>>>>>

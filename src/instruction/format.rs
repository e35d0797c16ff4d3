// Copyright (C) 2025 FZI Forschungszentrum Informatik
// SPDX-License-Identifier: Apache-2.0
//! Variable instruction fields
//!
//! This module provides data types holding variable fields of instruction
//! encoding variants as defined by The RISC-V Instruction Set Manual Volume I
//! [^spec] sections 2.2 Base Instruction Formats and 2.3 Immediate Encoding
//! Variants. Each type can be extracted from a 32bit instruction via its
//! [`From`] impl and placed back into an instruction via its `encode` fn.
//!
//! Compressed instructions are canonicalized into these types as well. Their
//! fields are gathered by the [table][super::table] of encodings.
//!
//! The extracted values reflect the fields' semantics: for immediates, we
//! extract the immediate value rather than the bit-patters as present in the
//! encoded instruction.
//!
//! [^spec]: found here: <https://riscv.org/specifications/ratified/>

/// Variable fields in R-type instructions
#[derive(Copy, Clone, Debug, PartialEq, Eq)]
pub struct TypeR {
    /// Destination register
    pub rd: Register,
    /// Source register 1
    pub rs1: Register,
    /// Source register 2
    pub rs2: Register,
}

impl TypeR {
    /// Place the fields into an otherwise empty 32bit instruction
    pub const fn encode(self) -> u32 {
        rd_into(self.rd) | rs1_into(self.rs1) | rs2_into(self.rs2)
    }
}

impl From<u32> for TypeR {
    fn from(insn: u32) -> Self {
        Self {
            rd: rd_from(insn),
            rs1: rs1_from(insn),
            rs2: rs2_from(insn),
        }
    }
}

/// Variable fields in I-type instructions
#[derive(Copy, Clone, Debug, PartialEq, Eq)]
pub struct TypeI {
    /// Destination register
    pub rd: Register,
    /// Source register 1
    pub rs1: Register,
    /// Immediate
    ///
    /// The immediate is sign-extended from the 12bit-wide field in encoded
    /// 32bit instruction. It is thus in the range `-2048..=2047`. For shifts,
    /// it holds the shift amount.
    pub imm: i32,
}

impl TypeI {
    /// Place the fields into an otherwise empty 32bit instruction
    pub const fn encode(self) -> u32 {
        rd_into(self.rd) | rs1_into(self.rs1) | ((self.imm as u32 & 0xfff) << 20)
    }
}

impl From<u32> for TypeI {
    fn from(insn: u32) -> Self {
        Self {
            rd: rd_from(insn),
            rs1: rs1_from(insn),
            imm: (insn as i32) >> 20,
        }
    }
}

/// Variable fields in S-type instructions
#[derive(Copy, Clone, Debug, PartialEq, Eq)]
pub struct TypeS {
    /// Source register 1, holding the base address
    pub rs1: Register,
    /// Source register 2, holding the value stored
    pub rs2: Register,
    /// Immediate
    ///
    /// The immediate is assembled from the fields in encoded 32bit
    /// instructions, which are 12bit in total, and then sign-extended. It is
    /// thus in the range `-2048..=2047`.
    pub imm: i32,
}

impl TypeS {
    /// Place the fields into an otherwise empty 32bit instruction
    pub const fn encode(self) -> u32 {
        let imm = self.imm as u32;
        rs1_into(self.rs1) | rs2_into(self.rs2) | ((imm & 0x01f) << 7) | ((imm & 0xfe0) << 20)
    }
}

impl From<u32> for TypeS {
    fn from(insn: u32) -> Self {
        let imm = ((insn >> 7) & 0x01f) | ((insn >> (25 - 5)) & 0xfe0);

        Self {
            rs1: rs1_from(insn),
            rs2: rs2_from(insn),
            imm: sign_extend(imm, 11),
        }
    }
}

/// Variable fields in B-type instructions
#[derive(Copy, Clone, Debug, PartialEq, Eq)]
pub struct TypeB {
    /// Source register 1
    pub rs1: Register,
    /// Source register 2
    pub rs2: Register,
    /// Immediate
    ///
    /// The immediate is assembled from the fields in the encoded 32bit
    /// instruction, which are 12bit in total, and then sign-extended. Since the
    /// lowest bit is not encoded in the instruction but defined as `0`, the
    /// value is a multiple of two in the range `-4096..=4094`.
    ///
    /// For 16bit instrucitons, the range is `-256..=254`.
    pub imm: i32,
}

impl TypeB {
    /// Place the fields into an otherwise empty 32bit instruction
    pub const fn encode(self) -> u32 {
        let imm = self.imm as u32;
        rs1_into(self.rs1)
            | rs2_into(self.rs2)
            | ((imm & 0x001e) << 7)
            | ((imm & 0x07e0) << (25 - 5))
            | ((imm & 0x0800) >> (11 - 7))
            | ((imm & 0x1000) << (31 - 12))
    }
}

impl From<u32> for TypeB {
    fn from(insn: u32) -> Self {
        let imm = ((insn >> 7) & 0x001e)
            | ((insn >> (25 - 5)) & 0x07e0)
            | ((insn << (11 - 7)) & 0x0800)
            | ((insn >> (31 - 12)) & 0x1000);
        Self {
            rs1: rs1_from(insn),
            rs2: rs2_from(insn),
            imm: sign_extend(imm, 12),
        }
    }
}

/// Variable fields in U-type instructions
#[derive(Copy, Clone, Debug, PartialEq, Eq)]
pub struct TypeU {
    /// Destination register
    pub rd: Register,
    /// Immediate
    ///
    /// The immediate is extracted from the upper 20 bits of 32bit instructions,
    /// as the upper 20 bits of the immediate. Thus, the lower 12 bits are
    /// always zero.
    ///
    /// For `c.lui`, the lower bits are also zero, but the overall value is
    /// sign-extended from the 6 bits of the immediate. The range is thus
    /// `-131072..=126976`.
    pub imm: i32,
}

impl TypeU {
    /// Place the fields into an otherwise empty 32bit instruction
    pub const fn encode(self) -> u32 {
        rd_into(self.rd) | (self.imm as u32 & 0xfffff000)
    }
}

impl From<u32> for TypeU {
    fn from(insn: u32) -> Self {
        Self {
            rd: rd_from(insn),
            imm: (insn & 0xfffff000) as i32,
        }
    }
}

/// Variable fields in J-type instructions
#[derive(Copy, Clone, Debug, PartialEq, Eq)]
pub struct TypeJ {
    /// Destination register
    pub rd: Register,
    /// Immediate
    ///
    /// The immediate is assembled from the fields in encoded 32bit
    /// instructions, which are 20bit in total, and then sign-extended. Since
    /// the lowest bit is not encoded in the instruction but defined as `0`, the
    /// value is a multiple of two in the range `-1048576..=1048574`.
    ///
    /// For 16bit instructions, the range is `-2048..=2046`.
    pub imm: i32,
}

impl TypeJ {
    /// Place the fields into an otherwise empty 32bit instruction
    pub const fn encode(self) -> u32 {
        let imm = self.imm as u32;
        rd_into(self.rd)
            | ((imm & 0x0007fe) << (21 - 1))
            | ((imm & 0x000800) << (20 - 11))
            | (imm & 0x0ff000)
            | ((imm & 0x100000) << (31 - 20))
    }
}

impl From<u32> for TypeJ {
    fn from(insn: u32) -> Self {
        let imm = ((insn >> (21 - 1)) & 0x0007fe)
            | ((insn >> (20 - 11)) & 0x000800)
            | (insn & 0x0ff000)
            | ((insn >> (31 - 20)) & 0x100000);
        Self {
            rd: rd_from(insn),
            imm: sign_extend(imm, 20),
        }
    }
}

/// Variable fields in Zcmp push/pop instructions
///
/// These instructions save or restore a list of registers starting with `ra`
/// and adjust the stack pointer.
#[derive(Copy, Clone, Debug, PartialEq, Eq)]
pub struct TypeP {
    /// Encoded register list
    ///
    /// Values below `4` are reserved.
    pub rlist: u8,
    /// Additional stack adjustment in units of 16 bytes
    pub spimm: u8,
}

impl TypeP {
    /// Retrieve the registers in the list, in the order of ascending addresses
    ///
    /// Returns an empty slice for reserved register lists.
    pub fn registers(self) -> &'static [Register] {
        const LIST: [Register; 13] = [1, 8, 9, 18, 19, 20, 21, 22, 23, 24, 25, 26, 27];
        match self.rlist {
            0..=3 => &[],
            4..=14 => &LIST[..usize::from(self.rlist - 3)],
            _ => &LIST,
        }
    }

    /// Compute the stack adjustment in bytes for the given register width
    pub fn stack_adjustment(self, xlen: u8) -> u64 {
        let saved = (self.registers().len() as u64) * u64::from(xlen);
        saved.next_multiple_of(16) + 16 * u64::from(self.spimm)
    }

    /// Place the fields into an otherwise empty 16bit instruction
    pub const fn encode(self) -> u16 {
        (((self.rlist & 0xf) as u16) << 4) | (((self.spimm & 0x3) as u16) << 2)
    }
}

impl From<u16> for TypeP {
    fn from(insn: u16) -> Self {
        Self {
            rlist: ((insn >> 4) & 0xf) as u8,
            spimm: ((insn >> 2) & 0x3) as u8,
        }
    }
}

/// Register number
pub type Register = u8;

/// Extract the destination register form a 32bit instruction
pub(super) const fn rd_from(insn: u32) -> u8 {
    (insn >> 7) as u8 & REG_MASK
}

/// Extract source register 1 form a 32bit instruction
pub(super) const fn rs1_from(insn: u32) -> u8 {
    (insn >> 15) as u8 & REG_MASK
}

/// Extract source register 2 form a 32bit instruction
pub(super) const fn rs2_from(insn: u32) -> u8 {
    (insn >> 20) as u8 & REG_MASK
}

const fn rd_into(reg: Register) -> u32 {
    ((reg & REG_MASK) as u32) << 7
}

const fn rs1_into(reg: Register) -> u32 {
    ((reg & REG_MASK) as u32) << 15
}

const fn rs2_into(reg: Register) -> u32 {
    ((reg & REG_MASK) as u32) << 20
}

/// Convert an [`u32`] to an [`i32`], sign extending it from a given bit
pub(super) const fn sign_extend(value: u32, pos: u8) -> i32 {
    let shift = 31 - pos as u32;
    ((value << shift) as i32) >> shift
}

const REG_MASK: u8 = 0x1f;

<<<<<

* **Activity**
Check each line above for "defined" and return the ones that have it.

* **Response**
//! encoding variants as defined by The RISC-V Instruction Set Manual Volume I
    /// lowest bit is not encoded in the instruction but defined as `0`, the
    /// the lowest bit is not encoded in the instruction but defined as `0`, the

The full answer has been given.